13.2 | The Five Revolutions of Digital Connectivity
Digital civilization does not merely signify "informatization" or "Internetization," but a systemic rewriting of the connectivity structure. When the real world is continuously abstracted into data, protocols, and algorithms, connectivity itself begins to undergo a qualitative change. This qualitative change is not a single-point breakthrough but unfolds through multiple structural revolutions simultaneously. From the perspective of Connectivity Economics, digital connectivity has triggered at least five interrelated and progressively deeper fundamental transformations.
13.2.1 | The Marginal Cost Revolution of Infinite Replication
In the physical economy, replication is almost always accompanied by significant marginal costs:
- More raw materials;
- More energy consumption;
- More time and labor.
Digitalization, for the first time in a large-scale sense, breaks this law. Once a certain content, structure, or solution is digitalized:
- Its replication cost approaches zero;
- Replication no longer depends on physical resources;
- Replication no longer constitutes a burden on the system.
This is not just a "cost reduction" but an inversion of economic logic. In Connectivity Economics, replication is essentially: unfolding an existing connectivity structure onto new nodes. When the cost of replication approaches zero:
- Connectivity structures become the true scarce resource;
- Content itself is no longer the core of value;
- Structural design and connectivity modes replace material production to become the source of value.
13.2.2 | The Velocity Revolution of Infinite Connectivity
If the core breakthrough of industrial civilization was "spanning distance," then the core breakthrough of digital civilization is compressing time. In digital connectivity:
- Information propagation speed is near-instantaneous;
- Connectivity establishment is no longer constrained by physical paths;
- Multiple nodes can connect in parallel simultaneously.
The result is:
- Market feedback cycles are extremely compressed;
- The time gap between decision and execution is significantly shortened;
- The system enters a state of high-frequency oscillation and rapid iteration.
From the perspective of connectivity structure, this means: connectivity velocity itself becomes the most important competitive variable. In this stage:
- Being slow is not just low efficiency, but direct elimination by the system;
- Velocity advantages begin to overwhelm scale advantages;
- Dynamic adaptability replaces static optimization. The economic system begins to shift from "scale-driven" to "velocity-driven."
13.2.3 | The Structural Revolution of Disintermediation
In the traditional economy, intermediary nodes undertake three core functions:
- Information matching;
- Trust endorsement;
- Traffic allocation.
Digital connectivity significantly reduces information asymmetry and transaction costs, such that:
- A large number of traditional intermediaries lose their basis for existence;
- Point-to-point connectivity becomes possible;
- Original hierarchical structures are flattened.
However, it must be emphasized that: disintermediation does not mean "no intermediaries." Instead, it means:
- Old intermediaries vanish, and new intermediaries are reconstructed;
- Functions shift from human coordination toward algorithms and protocols;
- Intermediaries change from "control nodes" into "structural nodes."

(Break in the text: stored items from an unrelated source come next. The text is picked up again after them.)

use std::{
    env, fs,
    path::{Path, PathBuf},
    process::{Command, Output},
};

const HOST: &str = "[host]\n\
birth_rate = 1.0\n\
death_rate = 0.2\n\
carrying_capacity = 80.0\n\
contact_rate = 1.0\n\n";

fn setup_dir(name: &str, config_contents: &str) -> PathBuf {
    let test_dir = PathBuf::from(env!("CARGO_TARGET_TMPDIR")).join(name);

    fs::remove_dir_all(&test_dir).ok();
    fs::create_dir(&test_dir).expect("failed to create test directory");

    let config_path = test_dir.join("config.toml");
    fs::write(&config_path, config_contents).expect("failed to write config file");

    test_dir
}

fn exec_bin(test_dir: &Path, args: &[&str]) -> Output {
    let bin = PathBuf::from(env!("CARGO_BIN_EXE_strainflow"));
    let test_dir_str = test_dir
        .to_str()
        .expect("failed to convert test directory to string");

    Command::new(bin)
        .arg("--sim-dir")
        .arg(test_dir_str)
        .args(args)
        .output()
        .expect("failed to execute command")
}

fn run_bin(test_dir: &Path, args: &[&str]) {
    let output = exec_bin(test_dir, args);

    let stdout_str =
        std::str::from_utf8(&output.stdout).expect("failed to convert stdout to string");
    let stderr_str =
        std::str::from_utf8(&output.stderr).expect("failed to convert stderr to string");

    assert!(
        output.status.success(),
        "failed to run binary with {args:?}\nstdout:\n{stdout_str}\nstderr:\n{stderr_str}\n"
    );
}

#[test]
fn sampled_workflow() {
    let config_contents = String::new()
        + HOST
        + "[strains]\n"
        + "n_slots = 4\n"
        + "\n"
        + "[strains.sampler]\n"
        + "seed = 12345\n"
        + "vir_min = 0.05\n"
        + "vir_max = 0.5\n"
        + "beta_scale = 0.05\n"
        + "beta_exponent = 0.5\n"
        + "vert_min = 0.2\n"
        + "vert_max = 0.8\n"
        + "\n"
        + "[output]\n"
        + "window_length = 50.0\n";
    let test_dir = setup_dir("sampled_workflow", &config_contents);

    run_bin(&test_dir, &["create"]);
    run_bin(&test_dir, &["create"]);

    for run in ["run-0000", "run-0001"] {
        assert!(test_dir.join(run).join("params.msgpack").is_file());
        assert!(test_dir.join(run).join("population.msgpack").is_file());
    }

    // A fixed seed gives identical runs.
    let run_a = fs::read(test_dir.join("run-0000").join("population.msgpack")).unwrap();
    let run_b = fs::read(test_dir.join("run-0001").join("population.msgpack")).unwrap();
    assert_eq!(run_a, run_b);

    run_bin(&test_dir, &["analyze"]);
    assert!(test_dir.join("run-0001").join("results.msgpack").is_file());

    run_bin(&test_dir, &["clean"]);
    assert!(!test_dir.join("run-0001").join("results.msgpack").exists());
    assert!(test_dir.join("run-0001").join("population.msgpack").is_file());

    fs::remove_dir_all(&test_dir).ok();
}

#[test]
fn explicit_traits_workflow() {
    let config_contents = String::new()
        + HOST
        + "[strains]\n"
        + "n_slots = 2\n"
        + "\n"
        + "[strains.traits]\n"
        + "birth = [0.5, 0.5]\n"
        + "death = [0.3, 0.3]\n"
        + "transmission = [0.4, 0.4]\n"
        + "external = [0.2, 0.2]\n"
        + "\n"
        + "[output]\n"
        + "window_length = 10.0\n";
    let test_dir = setup_dir("explicit_traits_workflow", &config_contents);

    run_bin(&test_dir, &["create"]);
    run_bin(&test_dir, &["analyze"]);
    assert!(test_dir.join("run-0000").join("results.msgpack").is_file());

    fs::remove_dir_all(&test_dir).ok();
}

#[test]
fn missing_extinction_slot_fails() {
    let config_contents = String::new()
        + HOST
        + "[strains]\n"
        + "n_slots = 1\n"
        + "\n"
        + "[strains.traits]\n"
        + "birth = [0.5]\n"
        + "death = [0.3]\n"
        + "transmission = [0.4]\n"
        + "external = [0.2]\n"
        + "\n"
        + "[output]\n"
        + "n_windows = 2\n"
        + "window_length = 10.0\n";
    let test_dir = setup_dir("missing_extinction_slot_fails", &config_contents);

    let output = exec_bin(&test_dir, &["create"]);
    assert!(!output.status.success());
    let stderr_str = String::from_utf8_lossy(&output.stderr);
    assert!(
        stderr_str.contains("NoExtinctionSlot"),
        "unexpected stderr:\n{stderr_str}"
    );
    assert!(!test_dir.join("run-0000").exists());

    fs::remove_dir_all(&test_dir).ok();
}
use crate::model::PopulationMatrix;
use crate::params::ParameterSet;
use crate::stats::{Accumulator, AccumulatorReport, pielou_evenness, weighted_average};
use serde::{Deserialize, Serialize};

/// Reproductive ratio components of each strain invading the disease-free host population.
///
/// At the disease-free equilibrium `x* = K (1 - ux / bx)` the regulation term
/// is `r* = 1 - x* / K`; then `V0 = birth r* / death`, `H0 = c transmission x* / death`
/// and `R0 = V0 + H0`.
#[derive(Debug, PartialEq, Clone, Serialize, Deserialize)]
pub struct ReproductiveRatios {
    pub h0: Vec<f64>,
    pub v0: Vec<f64>,
    pub r0: Vec<f64>,
}

impl ReproductiveRatios {
    pub fn new(params: &ParameterSet) -> Self {
        let host = params.host();
        let x_eq = if host.birth_rate > host.death_rate {
            host.carrying_capacity * (1.0 - host.death_rate / host.birth_rate)
        } else {
            0.0
        };
        let regul_eq = 1.0 - x_eq / host.carrying_capacity;

        let n_slots = params.n_slots();
        let mut h0 = Vec::with_capacity(n_slots);
        let mut v0 = Vec::with_capacity(n_slots);
        for i_slot in 0..n_slots {
            let death = params.death()[i_slot];
            h0.push(host.contact_rate * params.transmission()[i_slot] * x_eq / death);
            v0.push(params.birth()[i_slot] * regul_eq / death);
        }
        let r0 = h0.iter().zip(&v0).map(|(h, v)| h + v).collect();

        Self { h0, v0, r0 }
    }
}

/// Time series derived from one population matrix column at a time.
pub trait Obs {
    fn name(&self) -> &str;
    fn update(&mut self, column: &[f64]);
    fn series(&self) -> &[f64];
}

/// Uninfected host density.
pub struct HostDensity {
    series: Vec<f64>,
}

impl Obs for HostDensity {
    fn name(&self) -> &str {
        "host_density"
    }

    fn update(&mut self, column: &[f64]) {
        self.series.push(column[0]);
    }

    fn series(&self) -> &[f64] {
        &self.series
    }
}

/// Total density of infected hosts.
pub struct StrainDensity {
    series: Vec<f64>,
}

impl Obs for StrainDensity {
    fn name(&self) -> &str {
        "strain_density"
    }

    fn update(&mut self, column: &[f64]) {
        self.series.push(column[1..].iter().sum());
    }

    fn series(&self) -> &[f64] {
        &self.series
    }
}

/// Fraction of hosts carrying any strain.
pub struct Prevalence {
    series: Vec<f64>,
}

impl Obs for Prevalence {
    fn name(&self) -> &str {
        "prevalence"
    }

    fn update(&mut self, column: &[f64]) {
        let infected: f64 = column[1..].iter().sum();
        let total = column[0] + infected;
        self.series
            .push(if total > 0.0 { infected / total } else { f64::NAN });
    }

    fn series(&self) -> &[f64] {
        &self.series
    }
}

/// Density-weighted average of a per-strain trait.
pub struct WeightedTrait {
    name: String,
    weights: Vec<f64>,
    series: Vec<f64>,
}

impl WeightedTrait {
    pub fn new(name: &str, weights: Vec<f64>) -> Self {
        Self {
            name: format!("avg_{name}"),
            weights,
            series: Vec::new(),
        }
    }
}

impl Obs for WeightedTrait {
    fn name(&self) -> &str {
        &self.name
    }

    fn update(&mut self, column: &[f64]) {
        self.series
            .push(weighted_average(&column[1..], &self.weights));
    }

    fn series(&self) -> &[f64] {
        &self.series
    }
}

/// Pielou evenness of the strain block.
pub struct Evenness {
    series: Vec<f64>,
}

impl Obs for Evenness {
    fn name(&self) -> &str {
        "evenness"
    }

    fn update(&mut self, column: &[f64]) {
        self.series.push(pielou_evenness(&column[1..]));
    }

    fn series(&self) -> &[f64] {
        &self.series
    }
}

#[derive(Debug, PartialEq, Clone, Serialize, Deserialize)]
pub struct ObsReport {
    pub name: String,
    pub series: Vec<f64>,
    /// Statistics over the final window.
    pub tail: AccumulatorReport,
}

#[derive(Debug, PartialEq, Clone, Serialize, Deserialize)]
pub struct Results {
    pub time: Vec<f64>,
    pub ratios: ReproductiveRatios,
    pub reports: Vec<ObsReport>,
}

impl Results {
    pub fn get(&self, name: &str) -> Option<&ObsReport> {
        self.reports.iter().find(|report| report.name == name)
    }
}

pub struct Analyzer {
    ratios: ReproductiveRatios,
    obs_ptr_vec: Vec<Box<dyn Obs>>,
}

impl Analyzer {
    pub fn new(params: &ParameterSet) -> Self {
        let ratios = ReproductiveRatios::new(params);

        let mut obs_ptr_vec: Vec<Box<dyn Obs>> = Vec::new();
        obs_ptr_vec.push(Box::new(HostDensity { series: Vec::new() }));
        obs_ptr_vec.push(Box::new(StrainDensity { series: Vec::new() }));
        obs_ptr_vec.push(Box::new(Prevalence { series: Vec::new() }));
        obs_ptr_vec.push(Box::new(WeightedTrait::new("death", params.death().to_vec())));
        obs_ptr_vec.push(Box::new(WeightedTrait::new("virulence", params.virulence())));
        obs_ptr_vec.push(Box::new(WeightedTrait::new(
            "transmission",
            params.transmission().to_vec(),
        )));
        obs_ptr_vec.push(Box::new(WeightedTrait::new("h0", ratios.h0.clone())));
        obs_ptr_vec.push(Box::new(WeightedTrait::new("v0", ratios.v0.clone())));
        obs_ptr_vec.push(Box::new(WeightedTrait::new("r0", ratios.r0.clone())));
        obs_ptr_vec.push(Box::new(Evenness { series: Vec::new() }));

        Self {
            ratios,
            obs_ptr_vec,
        }
    }

    /// Compute every observable over `matrix`, summarising the last `tail_cols` columns.
    pub fn analyze(mut self, matrix: &PopulationMatrix, tail_cols: usize) -> Results {
        for column in matrix.columns() {
            for obs in &mut self.obs_ptr_vec {
                obs.update(column);
            }
        }

        let n_cols = matrix.n_cols();
        let tail_start = n_cols.saturating_sub(tail_cols);
        let reports = self
            .obs_ptr_vec
            .iter()
            .map(|obs| {
                let mut acc = Accumulator::new();
                obs.series()[tail_start..]
                    .iter()
                    .for_each(|&val| acc.add(val));
                ObsReport {
                    name: obs.name().to_string(),
                    series: obs.series().to_vec(),
                    tail: acc.report(),
                }
            })
            .collect();

        Results {
            time: (0..n_cols).map(|col| matrix.time(col)).collect(),
            ratios: self.ratios,
            reports,
        }
    }
}
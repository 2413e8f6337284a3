use crate::error::{SimError, SimResult};
use crate::field::DensityField;
use crate::integrator::{DormandPrince, Integrator};
use crate::model::{Introduction, PopulationMatrix, SlotTable};
use crate::params::ParameterSet;
use serde::{Deserialize, Serialize};

/// Time layout of a run: `n_windows` contiguous windows of `window_length`,
/// sampled every `stride`.
#[derive(Debug, PartialEq, Clone, Copy, Serialize, Deserialize)]
pub struct Schedule {
    pub t0: f64,
    pub n_windows: usize,
    pub window_length: f64,
    pub stride: f64,
    /// Density of a newly introduced strain.
    pub seed_density: f64,
    /// Strain densities at or below this value are set to zero at the end of a window.
    pub extinction_threshold: f64,
}

impl Schedule {
    pub fn validate(&self) -> SimResult<()> {
        if !self.t0.is_finite() {
            return Err(SimError::InvalidInput("t0 must be finite".into()));
        }
        if self.n_windows == 0 {
            return Err(SimError::InvalidInput(
                "at least one window is required".into(),
            ));
        }
        if !(self.stride.is_finite() && self.stride > 0.0) {
            return Err(SimError::InvalidInput("stride must be positive".into()));
        }
        if !(self.window_length.is_finite() && self.window_length >= self.stride) {
            return Err(SimError::InvalidInput(
                "window length must be at least one stride".into(),
            ));
        }
        let ratio = self.window_length / self.stride;
        if (ratio - ratio.round()).abs() > 1e-9 * ratio {
            return Err(SimError::InvalidInput(format!(
                "window length {} is not a multiple of stride {}",
                self.window_length, self.stride
            )));
        }
        if !(self.seed_density.is_finite() && self.seed_density > 0.0) {
            return Err(SimError::InvalidInput("seed density must be positive".into()));
        }
        if !(self.extinction_threshold.is_finite() && self.extinction_threshold >= 0.0) {
            return Err(SimError::InvalidInput(
                "extinction threshold must be non-negative".into(),
            ));
        }
        Ok(())
    }

    /// Number of sample intervals in one window.
    pub fn samples_per_window(&self) -> usize {
        (self.window_length / self.stride).round() as usize
    }

    /// Total number of matrix columns; windows share their boundary column.
    pub fn n_cols(&self) -> usize {
        self.n_windows * self.samples_per_window() + 1
    }
}
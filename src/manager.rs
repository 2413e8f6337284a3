use crate::analysis::{Analyzer, Results};
use crate::config::Config;
use crate::engine::{Engine, Run, WindowReport};
use crate::integrator::DormandPrince;
use crate::params::ParameterSet;
use crate::sampler::sample_params;
use anyhow::{Context, Result};
use glob::glob;
use rmp_serde::{decode, encode};
use serde::{Serialize, de::DeserializeOwned};
use std::{
    fs::{self, File},
    io::{BufReader, BufWriter, Write},
    path::{Path, PathBuf},
};

pub struct Manager {
    sim_dir: PathBuf,
    cfg: Config,
}

impl Manager {
    pub fn new<P: AsRef<Path>>(sim_dir: P) -> Result<Self> {
        let sim_dir = sim_dir.as_ref().to_path_buf();

        let cfg =
            Config::from_file(sim_dir.join("config.toml")).context("failed to construct cfg")?;
        log::info!("{cfg:#?}");

        Ok(Self { sim_dir, cfg })
    }

    /// Build the parameters of a new run, simulate it and save the outcome.
    pub fn create_run(&self) -> Result<()> {
        let run_idx = self.count_run_dirs().context("failed to count run dirs")?;

        let params = self.build_params().context("failed to build parameters")?;
        let integrator =
            DormandPrince::new(self.cfg.solver).context("failed to construct integrator")?;
        let engine = Engine::new(params, self.cfg.schedule(), integrator)
            .context("failed to construct engine")?;

        let mut observer = |report: &WindowReport| {
            let progress = 100.0 * (report.window + 1) as f64 / report.n_windows as f64;
            log::info!("completed {progress:06.2}%");
            log::debug!(
                "window [{}, {}]: host density {:.6}, extinct strains {:?}",
                report.start,
                report.end,
                report.final_state[0],
                report.extinct
            );
            if let Some(intro) = report.introduction {
                log::debug!(
                    "t = {}: strain {} enters slot {}",
                    report.end,
                    intro.strain,
                    intro.slot
                );
            }
        };
        let run = engine
            .run(&self.cfg.initial_state(), &mut observer)
            .context("failed to run simulation")?;

        // Only complete runs get a directory.
        let run_dir = self.run_dir(run_idx);
        fs::create_dir_all(&run_dir).with_context(|| format!("failed to create {run_dir:?}"))?;
        log::info!("created {run_dir:?}");

        write_file(self.params_file(run_idx), engine.params())
            .context("failed to save parameters")?;
        write_file(self.run_file(run_idx), &run).context("failed to save run")?;

        log::info!(
            "introduced {} strains, {} alive at the end",
            run.introductions.len(),
            run.slots.n_alive()
        );

        Ok(())
    }

    /// Analyze every run and save its results.
    pub fn analyze_sim(&self) -> Result<()> {
        let tail_cols = self.cfg.schedule().samples_per_window() + 1;

        let n_runs = self.count_run_dirs().context("failed to count run dirs")?;
        for run_idx in 0..n_runs {
            let params: ParameterSet =
                read_file(self.params_file(run_idx)).context("failed to load parameters")?;
            params.validate().context("invalid saved parameters")?;
            let run: Run = read_file(self.run_file(run_idx)).context("failed to load run")?;

            let results = Analyzer::new(&params).analyze(&run.matrix, tail_cols);
            log_summary(run_idx, &results);

            write_file(self.results_file(run_idx), &results)
                .context("failed to save results")?;
        }

        Ok(())
    }

    /// Remove the analysis results of every run.
    pub fn clean_sim(&self) -> Result<()> {
        let pattern = self.sim_dir.join("run-*").join("results.msgpack");
        let pattern = pattern.to_str().context("pattern is not valid UTF-8")?;
        for file in glob(pattern)
            .context("failed to glob results files")?
            .filter_map(Result::ok)
        {
            fs::remove_file(&file).with_context(|| format!("failed to remove {file:?}"))?;
            log::info!("removed {file:?}");
        }
        Ok(())
    }

    fn build_params(&self) -> Result<ParameterSet> {
        let strains = &self.cfg.strains;
        if let Some(traits) = &strains.traits {
            let params = ParameterSet::new(
                self.cfg.host,
                strains.n_slots,
                traits.birth.clone(),
                traits.death.clone(),
                traits.transmission.clone(),
                traits.external.clone(),
            )?;
            return Ok(params);
        }
        let sampler = strains
            .sampler
            .as_ref()
            .context("strains define neither traits nor sampler")?;
        let (seed, params) = sample_params(self.cfg.host, strains.n_slots, sampler)?;
        log::info!("sampled strain parameters with seed {seed}");
        Ok(params)
    }

    fn count_run_dirs(&self) -> Result<usize> {
        let pattern = self.sim_dir.join("run-*");
        let pattern = pattern.to_str().context("pattern is not valid UTF-8")?;
        let count = glob(pattern)
            .context("failed to glob run dirs")?
            .filter_map(Result::ok)
            .filter(|p| p.is_dir())
            .count();
        Ok(count)
    }

    fn run_dir(&self, run_idx: usize) -> PathBuf {
        self.sim_dir.join(format!("run-{run_idx:04}"))
    }

    fn params_file(&self, run_idx: usize) -> PathBuf {
        self.run_dir(run_idx).join("params.msgpack")
    }

    fn run_file(&self, run_idx: usize) -> PathBuf {
        self.run_dir(run_idx).join("population.msgpack")
    }

    fn results_file(&self, run_idx: usize) -> PathBuf {
        self.run_dir(run_idx).join("results.msgpack")
    }
}

fn log_summary(run_idx: usize, results: &Results) {
    for name in ["prevalence", "avg_virulence", "avg_r0", "evenness"] {
        if let Some(report) = results.get(name) {
            log::info!(
                "run {run_idx:04} {name}: {:.6} +/- {:.6}",
                report.tail.mean,
                report.tail.std_dev
            );
        }
    }
}

fn write_file<P: AsRef<Path>, T: Serialize>(file: P, val: &T) -> Result<()> {
    let file = file.as_ref();
    let file = File::create(file).with_context(|| format!("failed to create {file:?}"))?;
    let mut writer = BufWriter::new(file);
    encode::write(&mut writer, val).context("failed to serialize value")?;
    writer.flush().context("failed to flush writer stream")?;
    Ok(())
}

fn read_file<P: AsRef<Path>, T: DeserializeOwned>(file: P) -> Result<T> {
    let file = file.as_ref();
    let file = File::open(file).with_context(|| format!("failed to open {file:?}"))?;
    let mut reader = BufReader::new(file);
    let val = decode::from_read(&mut reader).context("failed to deserialize value")?;
    Ok(val)
}
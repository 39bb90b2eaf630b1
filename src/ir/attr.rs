//! Per-schedule-block attributes.
//!
//! Rules communicate tuning decisions to code generation by writing entries
//! into a block's [`AttrStore`]. Keys come from the fixed namespace in
//! [`keys`]; each rule owns a disjoint subset of them (see
//! [`crate::auto_gen_rule::AutoGenRule::owned_attr_keys`]).

use crate::error::{AttrTypeMismatchSnafu, MissingAttrSnafu, Result};
use serde::Serialize;
use serde_json::Value;
use std::collections::BTreeMap;

#[derive(Debug, Clone, Copy, PartialEq, Eq, PartialOrd, Ord, Hash, Serialize)]
#[serde(transparent)]
pub struct AttrKey(&'static str);

impl AttrKey {
    pub const fn new(name: &'static str) -> Self {
        AttrKey(name)
    }

    pub fn as_str(&self) -> &'static str {
        self.0
    }
}

impl std::fmt::Display for AttrKey {
    fn fmt(&self, f: &mut std::fmt::Formatter<'_>) -> std::fmt::Result {
        write!(f, "{}", self.0)
    }
}

/// The attribute namespace shared by all rules and the code generator.
pub mod keys {
    use super::AttrKey;

    /// Upper bound on how far codegen may unroll the annotated loop nest.
    /// Written by [`crate::auto_gen_rule::AutoUnroll`].
    pub const AUTO_UNROLL_MAX_STEP: AttrKey = AttrKey::new("auto_unroll_max_step");
}

#[derive(Debug, Clone, PartialEq, Eq, Serialize)]
#[serde(untagged)]
pub enum AttrValue {
    Int(i32),
    Bool(bool),
    String(String),
    IntList(Vec<i32>),
}

impl AttrValue {
    fn type_name(&self) -> &'static str {
        match self {
            AttrValue::Int(_) => "int",
            AttrValue::Bool(_) => "bool",
            AttrValue::String(_) => "string",
            AttrValue::IntList(_) => "int list",
        }
    }

    pub fn as_int(&self, key: AttrKey) -> Result<i32> {
        match self {
            AttrValue::Int(i) => Ok(*i),
            other => AttrTypeMismatchSnafu {
                key,
                expected: "int",
                found: other.type_name(),
            }
            .fail(),
        }
    }

    pub fn as_bool(&self, key: AttrKey) -> Result<bool> {
        match self {
            AttrValue::Bool(b) => Ok(*b),
            other => AttrTypeMismatchSnafu {
                key,
                expected: "bool",
                found: other.type_name(),
            }
            .fail(),
        }
    }

    pub fn as_str(&self, key: AttrKey) -> Result<&str> {
        match self {
            AttrValue::String(s) => Ok(s),
            other => AttrTypeMismatchSnafu {
                key,
                expected: "string",
                found: other.type_name(),
            }
            .fail(),
        }
    }

    pub fn as_int_list(&self, key: AttrKey) -> Result<&[i32]> {
        match self {
            AttrValue::IntList(l) => Ok(l),
            other => AttrTypeMismatchSnafu {
                key,
                expected: "int list",
                found: other.type_name(),
            }
            .fail(),
        }
    }
}

impl From<i32> for AttrValue {
    fn from(i: i32) -> Self {
        AttrValue::Int(i)
    }
}

impl From<bool> for AttrValue {
    fn from(b: bool) -> Self {
        AttrValue::Bool(b)
    }
}

impl From<&str> for AttrValue {
    fn from(s: &str) -> Self {
        AttrValue::String(s.to_string())
    }
}

impl From<Vec<i32>> for AttrValue {
    fn from(l: Vec<i32>) -> Self {
        AttrValue::IntList(l)
    }
}

/// Keys are unique; iteration order is by key name, never insertion order.
#[derive(Debug, Clone, Default, PartialEq, Eq, Serialize)]
#[serde(transparent)]
pub struct AttrStore {
    entries: BTreeMap<AttrKey, AttrValue>,
}

impl AttrStore {
    pub fn new() -> Self {
        Self::default()
    }

    pub fn is_empty(&self) -> bool {
        self.entries.is_empty()
    }

    pub fn len(&self) -> usize {
        self.entries.len()
    }

    pub fn contains_key(&self, key: AttrKey) -> bool {
        self.entries.contains_key(&key)
    }

    /// Returns the previous value, if any. Entries are only ever replaced
    /// explicitly; nothing clears them.
    pub fn insert(&mut self, key: AttrKey, value: impl Into<AttrValue>) -> Option<AttrValue> {
        self.entries.insert(key, value.into())
    }

    pub fn get(&self, key: AttrKey) -> Option<&AttrValue> {
        self.entries.get(&key)
    }

    pub fn get_int(&self, key: AttrKey) -> Result<i32> {
        match self.entries.get(&key) {
            Some(value) => value.as_int(key),
            None => MissingAttrSnafu { key }.fail(),
        }
    }

    pub fn iter(&self) -> impl Iterator<Item = (&AttrKey, &AttrValue)> {
        self.entries.iter()
    }

    /// JSON object form, as handed to code generation.
    /// ```
    /// use autosched::ir::attr::{keys, AttrStore};
    /// let mut attrs = AttrStore::new();
    /// attrs.insert(keys::AUTO_UNROLL_MAX_STEP, 64);
    /// assert_eq!(attrs.to_json().to_string(), r#"{"auto_unroll_max_step":64}"#);
    /// ```
    pub fn to_json(&self) -> Value {
        serde_json::json!(self)
    }
}

#[cfg(test)]
mod tests {
    use super::*;
    use crate::error::Error;
    use serde_json::json;

    const TILE_SIZES: AttrKey = AttrKey::new("tile_sizes");

    #[test]
    fn insert_and_get() {
        let mut attrs = AttrStore::new();
        assert!(attrs.is_empty());
        assert_eq!(attrs.insert(keys::AUTO_UNROLL_MAX_STEP, 16), None);
        assert_eq!(attrs.len(), 1);
        assert!(attrs.contains_key(keys::AUTO_UNROLL_MAX_STEP));
        assert_eq!(attrs.get_int(keys::AUTO_UNROLL_MAX_STEP).unwrap(), 16);

        // Explicit overwrite replaces the old value.
        assert_eq!(
            attrs.insert(keys::AUTO_UNROLL_MAX_STEP, 32),
            Some(AttrValue::Int(16))
        );
        assert_eq!(attrs.get_int(keys::AUTO_UNROLL_MAX_STEP).unwrap(), 32);
    }

    #[test]
    fn type_mismatch() {
        let mut attrs = AttrStore::new();
        attrs.insert(TILE_SIZES, vec![4, 8]);
        match attrs.get_int(TILE_SIZES) {
            Err(Error::AttrTypeMismatch {
                key,
                expected,
                found,
            }) => {
                assert_eq!(key, TILE_SIZES);
                assert_eq!(expected, "int");
                assert_eq!(found, "int list");
            }
            other => panic!("unexpected {:?}", other),
        }
        assert_eq!(
            attrs
                .get(TILE_SIZES)
                .unwrap()
                .as_int_list(TILE_SIZES)
                .unwrap(),
            &[4, 8]
        );
        assert!(attrs.get(TILE_SIZES).unwrap().as_bool(TILE_SIZES).is_err());
        assert!(attrs.get(TILE_SIZES).unwrap().as_str(TILE_SIZES).is_err());
    }

    #[test]
    fn missing() {
        let attrs = AttrStore::new();
        assert!(matches!(
            attrs.get_int(keys::AUTO_UNROLL_MAX_STEP),
            Err(Error::MissingAttr { .. })
        ));
    }

    #[test]
    fn to_json() {
        let mut attrs = AttrStore::new();
        attrs.insert(TILE_SIZES, vec![4, 8]);
        attrs.insert(keys::AUTO_UNROLL_MAX_STEP, 128);
        attrs.insert(AttrKey::new("vectorize"), true);
        attrs.insert(AttrKey::new("tag"), "matmul");
        assert_eq!(
            attrs.to_json(),
            json!({
                "auto_unroll_max_step": 128,
                "tile_sizes": [4, 8],
                "vectorize": true,
                "tag": "matmul",
            })
        );
        assert_eq!(serde_json::to_value(&attrs).unwrap(), attrs.to_json());
    }
}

The connectivity structure thereby undergoes profound changes:
- Power no longer comes from position;
- But from the design rights over connectivity rules.
13.2.4 | The Algorithmic Revolution of Personalized Supply-Demand Matching
In the physical economy, supply-demand matching relies heavily on:
- Standardized products;
- Large-scale markets;
- Averaged demand.
Digital connectivity makes another logic possible: demand is segmented, and connectivity is personalized. Through algorithms:
- The preferences, behaviors, and paths of each node are continuously learned;
- Supply no longer faces a "market," but faces "specific nodes";
- Connectivity shifts from "batch matching" to "precision invocation."
This means:
- The market is no longer an abstract set;
- But a dynamically changing connectivity network;
- Value comes from lower friction and higher hit-rate connectivity. The economic structure thereby shifts from "economies of scale" toward "structural economics."
13.2.5 | The Rise of Digital Rent (Platform Rent)
After connectivity becomes infinitely replicable, infinitely accelerated, disintermediated, and personalized, a new phenomenon emerges—digital rent. Digital rent does not come from resource possession but from:
- Control over key connectivity nodes;
- Possession of connectivity paths;
- Structural occupation of traffic inlets and outlets.
Platforms do not directly create value: what they control are the channels and rules of connectivity. Therefore, the essence of digital rent is:
- Charging for the connectivity structure;
- Pricing the right of traffic passage;
- Continuous monetization of systemic positional advantages.
From the perspective of Connectivity Economics:
- Digital rent is both a byproduct of efficiency improvement;
- And a signal of restricted connectivity liberty. It marks that while digital civilization releases enormous connectivity potential, it also begins to regenerate new structural inequalities.
These five revolutions are not independent of each other but collectively point to one result: the center of gravity of the economy is shifting from "what to produce" toward "how to connect." This also lays the structural foundation for the next section's discussion on AI as a "connectivity multiplier."